(Recorded data)
+++

// src/config/mod.rs - Bot configuration: TOML file plus environment secrets

use anyhow::{Context, Result};
use log::{info, warn};
use serde::{Deserialize, Serialize};
use std::env;
use std::path::Path;

use crate::bot::engine::EscalationPolicy;

/// Escalation policy knobs as they appear in the config file
#[derive(Debug, Clone, Serialize, Deserialize)]
#[serde(default)]
pub struct EscalationConfig {
    pub warnings_per_tier: u32,
    /// Alternative policy: clear the warning counter after each auto-mute,
    /// counting "warnings since last mute" instead of lifetime warnings
    pub reset_on_escalation: bool,
}

impl Default for EscalationConfig {
    fn default() -> Self {
        Self {
            warnings_per_tier: 3,
            reset_on_escalation: false,
        }
    }
}

impl From<&EscalationConfig> for EscalationPolicy {
    fn from(config: &EscalationConfig) -> Self {
        Self {
            warnings_per_tier: config.warnings_per_tier.max(1),
            reset_on_escalation: config.reset_on_escalation,
        }
    }
}

/// Remote leaderboard document coordinates (GitHub repository file)
#[derive(Debug, Clone, Serialize, Deserialize)]
pub struct LeaderboardConfig {
    pub repo_owner: String,
    pub repo_name: String,
    #[serde(default = "default_board_path")]
    pub file_path: String,
    #[serde(default = "default_branch")]
    pub branch: String,
    pub website_url: Option<String>,
}

fn default_board_path() -> String {
    "data.json".to_string()
}

fn default_branch() -> String {
    "main".to_string()
}

/// Top-level bot configuration
#[derive(Debug, Clone, Serialize, Deserialize)]
#[serde(default)]
pub struct BotConfig {
    /// The one moderated group chat
    pub chat_id: i64,
    pub owner_id: i64,
    pub admin_ids: Vec<i64>,
    /// Default mute length when the command omits a duration
    pub default_mute_minutes: u32,
    pub top_chatters_limit: usize,
    pub store_path: String,
    pub escalation: EscalationConfig,
    pub leaderboard: Option<LeaderboardConfig>,

    /// Bot API token; never stored in the file, always from the environment
    #[serde(skip)]
    pub telegram_token: String,
    /// Remote document store token, from the environment
    #[serde(skip)]
    pub github_token: Option<String>,
}

impl Default for BotConfig {
    fn default() -> Self {
        Self {
            chat_id: 0,
            owner_id: 0,
            admin_ids: Vec::new(),
            default_mute_minutes: 60,
            top_chatters_limit: 10,
            store_path: "guardbot-users.json".to_string(),
            escalation: EscalationConfig::default(),
            leaderboard: None,
            telegram_token: String::new(),
            github_token: None,
        }
    }
}

impl BotConfig {
    /// Load the TOML file (if present) and merge in environment secrets
    pub async fn load(path: impl AsRef<Path>) -> Result<Self> {
        let path = path.as_ref();
        let mut config = match tokio::fs::read_to_string(path).await {
            Ok(text) => {
                let config: BotConfig = toml::from_str(&text)
                    .with_context(|| format!("invalid config file {path:?}"))?;
                info!("Loaded configuration from {:?}", path);
                config
            }
            Err(e) if e.kind() == std::io::ErrorKind::NotFound => {
                warn!("No config file at {:?}, using defaults", path);
                BotConfig::default()
            }
            Err(e) => return Err(e).with_context(|| format!("cannot read {path:?}")),
        };

        config.telegram_token =
            env::var("TELEGRAM_TOKEN").context("TELEGRAM_TOKEN environment variable not set")?;
        config.github_token = env::var("GITHUB_TOKEN").ok();

        if let Ok(owner) = env::var("OWNER_ID") {
            config.owner_id = owner.parse().context("OWNER_ID must be an integer")?;
        }
        if let Ok(chat) = env::var("CHAT_ID") {
            config.chat_id = chat.parse().context("CHAT_ID must be an integer")?;
        }

        if config.leaderboard.is_some() && config.github_token.is_none() {
            warn!("Leaderboard repo configured but GITHUB_TOKEN is not set; leaderboard will be local-only");
        }

        Ok(config)
    }

    /// Owner plus the configured admin list
    pub fn is_admin(&self, user_id: i64) -> bool {
        user_id == self.owner_id || self.admin_ids.contains(&user_id)
    }
}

+++

• [YOUR OBJECTIVE] What lines in the data include the string "configured"? Copy each one.

• [ANSWER SPACE]
            warn!("Leaderboard repo configured but GITHUB_TOKEN is not set; leaderboard will be local-only");
    /// Owner plus the configured admin list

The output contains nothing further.